Biondo, occhi azzurri, mascella volitiva e abbigliamento da gentleman old fashion con tanto di pochette floreale al taschino. Chris Pine sembra più il prototipo del principe azzurro che il messia sexy interpretato in “Don’t Worry Darling”, opera fuori concorso a Venezia 79.
Questa definizione, tuttavia, sembra divertirlo (“è la didascalia di presentazione del mio account Istagram”, scherza ammiccando con i colleghi ) e calza a pennello al guru seduttivo e plagiante del film di Olivia Wilde.
Niente di più lontano da chi lo impersona: un bello che ha dato prova di “ballare” sia davanti (“Wonder Woman”, l’ultimo “Star Trek”, “Dungeons& Dragons: L’onore dei ladri”) che dietro (“Poolman”) la macchina da presa.
E pensare che, sebbene sia figlio d’arte, la passione per il cinema non è stata per Chris un colpo di fulmine…
Che effetto le ha fatto entrare nella dimensione parallela di Victory?
“La cosa sorprendente sono le forti attinenze tra questa realtà distopica e quella in cui viviamo. Molte volte non ci siamo sentiti attori su un set, ma ci è sembrato di avere a che fare con il mondo che ci circonda. Anche in quest’ultimo, come in Victory, tutte le cose più belle e suggestive possono nascondere un lato oscuro”.
Il suo personaggio è una specie di messia sexy…
“L’elemento fondamentale è il linguaggio. Tutti gli imbonitori lo utilizzano come arma anche se Frank, il guru del film, non imita nessuno: è un ologramma che associa la bellezza all’ ottusità”.
Come opera nello specifico?
“Insieme alla regista e alla scenografa abbiamo cercato di ricostruire la trama ingannevole che Frank crea e utilizza attraverso le parole. La sua efficacia risiede nel fatto che molti degli artifici verbali da lui utilizzati hanno un senso logico”
Me ne elenca uno?
“La tematica del caos. Ogni giorno noi cerchiamo di disciplinarlo e tenerlo sotto controllo; il mio personaggio offre ai suoi “seguaci” una soluzione, ma l’aspetto su cui mettere l’accento è il motivo per cui lo fa: esercitare un controllo su di loro. Per sentirsi forte”.

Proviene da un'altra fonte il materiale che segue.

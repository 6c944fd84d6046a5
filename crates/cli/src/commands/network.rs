use std::net::IpAddr;

use vigil_harness::replication::{check_topology, replication_state};
use vigil_net::{FaultInjector, Partition};

use crate::args::PartitionArgs;
use crate::commands::Context;
use crate::error::CliError;
use crate::output::{self, table};

pub async fn replication(
    ctx: &Context,
    host: IpAddr,
    ssh_user: Option<&str>,
    replicas: Option<usize>,
) -> Result<(), CliError> {
    let remote = ctx.remote(host, ssh_user);
    let state = replication_state(remote.as_ref(), &ctx.settings.database).await?;
    output::print(ctx.mode, &state, |s| table::print_replication(s));
    if let Some(replicas) = replicas {
        check_topology(&state, replicas)?;
    }
    Ok(())
}

pub async fn partition(ctx: &Context, args: PartitionArgs) -> Result<(), CliError> {
    let remote = ctx.remote(args.host, args.ssh_user.as_deref());
    let partition = Partition::between(args.host, args.peers);
    FaultInjector::new(remote.as_ref()).partition(&partition).await?;
    eprintln!("{} isolated from {} peer(s)", args.host, partition.peers().count());
    Ok(())
}

pub async fn heal(ctx: &Context, args: PartitionArgs) -> Result<(), CliError> {
    let remote = ctx.remote(args.host, args.ssh_user.as_deref());
    let partition = Partition::between(args.host, args.peers);
    FaultInjector::new(remote.as_ref()).heal(&partition).await?;
    eprintln!("{} reconnected to {} peer(s)", args.host, partition.peers().count());
    Ok(())
}
use std::net::IpAddr;
use std::sync::Arc;

use vigil_config::{ClusterNode, HostSpec, Settings};

use crate::manager::FakeManager;
use crate::remote::TestRemote;

/// N fake managers that agree on one membership listing, each with an
/// in-memory shell.
///
/// The listing is republished to every manager whenever the leader or a
/// member's liveness changes, so cluster probes see a consistent view.
pub struct TestCluster {
    pub managers: Vec<FakeManager>,
    pub remotes: Vec<Arc<TestRemote>>,
    hosts: Vec<HostSpec>,
    leader: usize,
    down: Vec<bool>,
}

impl TestCluster {
    pub async fn start(size: usize) -> Self {
        assert!(size >= 1, "need at least 1 manager");
        let mut managers = Vec::with_capacity(size);
        let mut remotes = Vec::with_capacity(size);
        let mut hosts = Vec::with_capacity(size);
        for i in 1..=size {
            let public_ip: IpAddr = format!("10.0.0.{i}").parse().unwrap();
            let private_ip: IpAddr = format!("192.168.0.{i}").parse().unwrap();
            hosts.push(HostSpec { name: format!("manager-{i}"), public_ip, private_ip });
            remotes.push(Arc::new(TestRemote::new(public_ip)));
            managers.push(FakeManager::start().await);
        }
        let cluster = Self { managers, remotes, hosts, leader: 0, down: vec![false; size] };
        cluster.publish();
        cluster
    }

    pub fn hosts(&self) -> &[HostSpec] {
        &self.hosts
    }

    /// Settings naming every manager, with test-sized poll budgets.
    pub fn settings(&self) -> Settings {
        let mut settings = Settings { managers: self.hosts.clone(), ..Settings::default() };
        settings.timeouts.poll_interval = std::time::Duration::from_millis(20);
        settings.timeouts.leader_election = std::time::Duration::from_secs(5);
        settings.timeouts.health = std::time::Duration::from_secs(2);
        settings.timeouts.execution = std::time::Duration::from_secs(5);
        settings.timeouts.snapshot = std::time::Duration::from_secs(5);
        settings
    }

    pub fn leader(&self) -> usize {
        self.leader
    }

    /// Current membership as every live manager reports it.
    pub fn nodes(&self) -> Vec<ClusterNode> {
        self.hosts
            .iter()
            .enumerate()
            .map(|(i, host)| {
                let online = !self.down[i];
                ClusterNode {
                    name: host.name.clone(),
                    host_ip: host.private_ip.to_string(),
                    master: online && i == self.leader,
                    online,
                    status: Some(if online { "Active" } else { "Offline" }.to_owned()),
                }
            })
            .collect()
    }

    /// Make manager `index` the leader. The rest reject writes.
    pub fn elect(&mut self, index: usize) {
        self.leader = index;
        self.publish();
    }

    /// Take manager `index` off the network: its API answers 503 and peers
    /// list it offline.
    pub fn take_down(&mut self, index: usize) {
        self.down[index] = true;
        self.publish();
    }

    pub fn bring_up(&mut self, index: usize) {
        self.down[index] = false;
        self.remotes[index].power_on();
        self.publish();
    }

    fn publish(&self) {
        let nodes = self.nodes();
        for (i, manager) in self.managers.iter().enumerate() {
            manager.set_unavailable(self.down[i]);
            manager.set_standby(i != self.leader);
            manager.set_cluster_nodes(nodes.clone());
        }
    }
}
#![forbid(unsafe_code)]

pub mod config;
pub mod session;
pub mod state;

#[cfg(test)]
mod state_tests;

pub use config::{MESSAGE_SYNC_INTERVAL, STATUS_PROBE_INTERVAL, SessionConfig};
pub use session::{ChatProviders, LiveChatClient};
pub use state::{ChatSnapshot, SharedState};
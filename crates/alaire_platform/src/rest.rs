#![forbid(unsafe_code)]

use core::fmt;
use std::sync::Arc;
use std::time::Duration;

use alaire_domain::{RoomId, SendError, ServerMessageId};
use anyhow::{Context, anyhow};
use async_trait::async_trait;
use chrono::{DateTime, Utc};
use reqwest::StatusCode;
use serde::Deserialize;
use tracing::debug;

use crate::{
	BroadcastStatus, BroadcastStatusProvider, CreatedMessage, CredentialProvider, MessageCreateProvider,
	MessageHistoryProvider, RemoteMessage,
};

/// HTTP side of the chat service: status probe, history window, message
/// create. One shared client carries the request timeout for all three.
#[derive(Clone)]
pub struct RestChatClient {
	base_url: String,
	credentials: Arc<dyn CredentialProvider>,
	history_limit: u32,
	client: reqwest::Client,
}

impl fmt::Debug for RestChatClient {
	fn fmt(&self, f: &mut fmt::Formatter<'_>) -> fmt::Result {
		f.debug_struct("RestChatClient")
			.field("base_url", &self.base_url)
			.field("history_limit", &self.history_limit)
			.finish_non_exhaustive()
	}
}

impl RestChatClient {
	pub fn new(
		base_url: impl Into<String>,
		credentials: Arc<dyn CredentialProvider>,
		timeout: Duration,
		history_limit: u32,
	) -> anyhow::Result<Self> {
		let client = reqwest::Client::builder()
			.timeout(timeout)
			.build()
			.context("build http client")?;
		Ok(Self {
			base_url: base_url.into(),
			credentials,
			history_limit,
			client,
		})
	}

	fn auth_header(&self) -> anyhow::Result<String> {
		let token = self.credentials.get().ok_or_else(|| anyhow!("missing bearer credential"))?;
		let token = token.expose().trim().to_string();
		if token.is_empty() {
			return Err(anyhow!("missing bearer credential"));
		}
		Ok(format!("Bearer {token}"))
	}

	fn auth_header_optional(&self) -> Option<String> {
		self.auth_header().ok()
	}

	fn status_url(&self) -> String {
		format!("{}/api/radio/status/", self.base_url.trim_end_matches('/'))
	}

	fn messages_url(&self, room: &RoomId) -> String {
		format!("{}/api/chat/messages/{}/", self.base_url.trim_end_matches('/'), room.as_str())
	}
}

#[async_trait]
impl BroadcastStatusProvider for RestChatClient {
	async fn fetch_status(&self) -> anyhow::Result<BroadcastStatus> {
		let resp = self.client.get(self.status_url()).send().await.context("get radio status")?;
		if !resp.status().is_success() {
			return Err(anyhow!("radio status failed: status={}", resp.status()));
		}

		let body: StatusResponse = resp.json().await.context("parse radio status response")?;
		Ok(BroadcastStatus {
			is_live: body.is_online,
			listener_count: body.listeners_count,
		})
	}
}

#[async_trait]
impl MessageHistoryProvider for RestChatClient {
	async fn fetch_history(&self, room: &RoomId) -> anyhow::Result<Vec<RemoteMessage>> {
		let url = format!("{}?limit={}", self.messages_url(room), self.history_limit);
		let mut request = self.client.get(url);
		if let Some(auth) = self.auth_header_optional() {
			request = request.header("Authorization", auth);
		}

		let resp = request.send().await.context("get chat messages")?;
		if !resp.status().is_success() {
			return Err(anyhow!("chat history failed: status={}", resp.status()));
		}

		let bytes = resp.bytes().await.context("read chat history body")?;
		parse_history_payload(&bytes)
	}
}

#[async_trait]
impl MessageCreateProvider for RestChatClient {
	async fn create_message(&self, room: &RoomId, body: &str) -> Result<CreatedMessage, SendError> {
		let auth = self.auth_header().map_err(|_| SendError::NotAuthenticated)?;
		let payload = PostMessageRequest { contenido: body };

		let resp = self
			.client
			.post(self.messages_url(room))
			.header("Authorization", auth)
			.json(&payload)
			.send()
			.await
			.map_err(|e| SendError::Network(e.to_string()))?;

		match resp.status() {
			StatusCode::OK | StatusCode::CREATED => {
				let record: MessageRecord = resp.json().await.map_err(|e| SendError::Network(e.to_string()))?;
				normalize_record(record)
					.map(|m| CreatedMessage {
						id: m.id,
						created_at: m.created_at,
					})
					.ok_or_else(|| SendError::Network("malformed create response".to_string()))
			}
			status => {
				let text = resp.text().await.unwrap_or_default();
				debug!(%status, room = %room, "chat message rejected");
				Err(SendError::Rejected(rejection_detail(&text)))
			}
		}
	}
}

/// Decode a history response body. The service answers with either a bare
/// array of records or a paginated envelope whose `results` hold them; both
/// shapes collapse here, records the service mangled are skipped.
pub fn parse_history_payload(bytes: &[u8]) -> anyhow::Result<Vec<RemoteMessage>> {
	let payload: HistoryPayload = serde_json::from_slice(bytes).context("parse chat history response")?;
	let records = match payload {
		HistoryPayload::Plain(records) => records,
		HistoryPayload::Paginated { results } => results,
	};

	let total = records.len();
	let messages: Vec<RemoteMessage> = records.into_iter().filter_map(normalize_record).collect();
	if messages.len() < total {
		debug!(skipped = total - messages.len(), "dropped malformed history records");
	}
	Ok(messages)
}

fn normalize_record(record: MessageRecord) -> Option<RemoteMessage> {
	let id = match record.id {
		RawId::Num(n) => ServerMessageId::new(n.to_string()),
		RawId::Str(s) => ServerMessageId::new(s),
	}
	.ok()?;

	let created_at = DateTime::parse_from_rfc3339(&record.fecha_envio)
		.map(|t| t.with_timezone(&Utc))
		.ok()?;

	Some(RemoteMessage {
		id,
		body: record.contenido,
		author_handle: record.usuario_nombre,
		created_at,
	})
}

/// Pull a user-facing detail out of a rejection body: `detail` first, then
/// the first field error in body order, which may be a string or an array
/// of strings. Body order needs serde_json's `preserve_order`.
pub fn rejection_detail(body: &str) -> Option<String> {
	let value: serde_json::Value = serde_json::from_str(body).ok()?;
	let object = value.as_object()?;

	if let Some(detail) = object.get("detail").and_then(|v| v.as_str()) {
		return Some(detail.to_string());
	}

	for field in object.values() {
		match field {
			serde_json::Value::String(message) => return Some(message.clone()),
			serde_json::Value::Array(items) => {
				if let Some(message) = items.iter().find_map(|i| i.as_str()) {
					return Some(message.to_string());
				}
			}
			_ => {}
		}
	}
	None
}

#[derive(Debug, serde::Serialize)]
struct PostMessageRequest<'a> {
	contenido: &'a str,
}

#[derive(Debug, Deserialize)]
struct StatusResponse {
	is_online: bool,
	#[serde(default)]
	listeners_count: u64,
}

#[derive(Debug, Deserialize)]
#[serde(untagged)]
enum HistoryPayload {
	Plain(Vec<MessageRecord>),
	Paginated { results: Vec<MessageRecord> },
}

#[derive(Debug, Deserialize)]
struct MessageRecord {
	id: RawId,
	contenido: String,
	usuario_nombre: String,
	fecha_envio: String,
}

#[derive(Debug, Deserialize)]
#[serde(untagged)]
enum RawId {
	Num(u64),
	Str(String),
}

Una scena del film mette in luce in modo molto efficace la mania del controllo di Frank…
“Nel corso di una festa anni ’30 in pieno stile Victory, questa sorta di profeta incita gli invitati con un fervore messianico che ricorda i discorsi di Hitler. Come di consueto, ha i capelli perfettamente sistemati, ma nell’enfasi del discorso un ciuffo ribelle gli cade sul viso. La cosa lo infastidisce enormemente perchè turba il suo ordine maniacale”
Come lo ha esternato?
“Immedesimandomi in lui, con un gesto di stizza, ho sollevato i capelli con tutto il palmo della mano e ripristinato la compostezza iniziale”.
Lei è attore, sceneggiatore, regista e produttore, eppure il cinema non è stata la sua passione da sempre…
“Recitare non era il mio sogno d’infanzia anche se, ad un certo punto, ha polarizzato i pensieri e l’interesse, prendendo il sopravvento sul resto. Lo stesso è avvenuto con la regia: l’idea di dirigere “Poolman” non era in programma, è nata all’improvviso come un fulmine a ciel sereno”.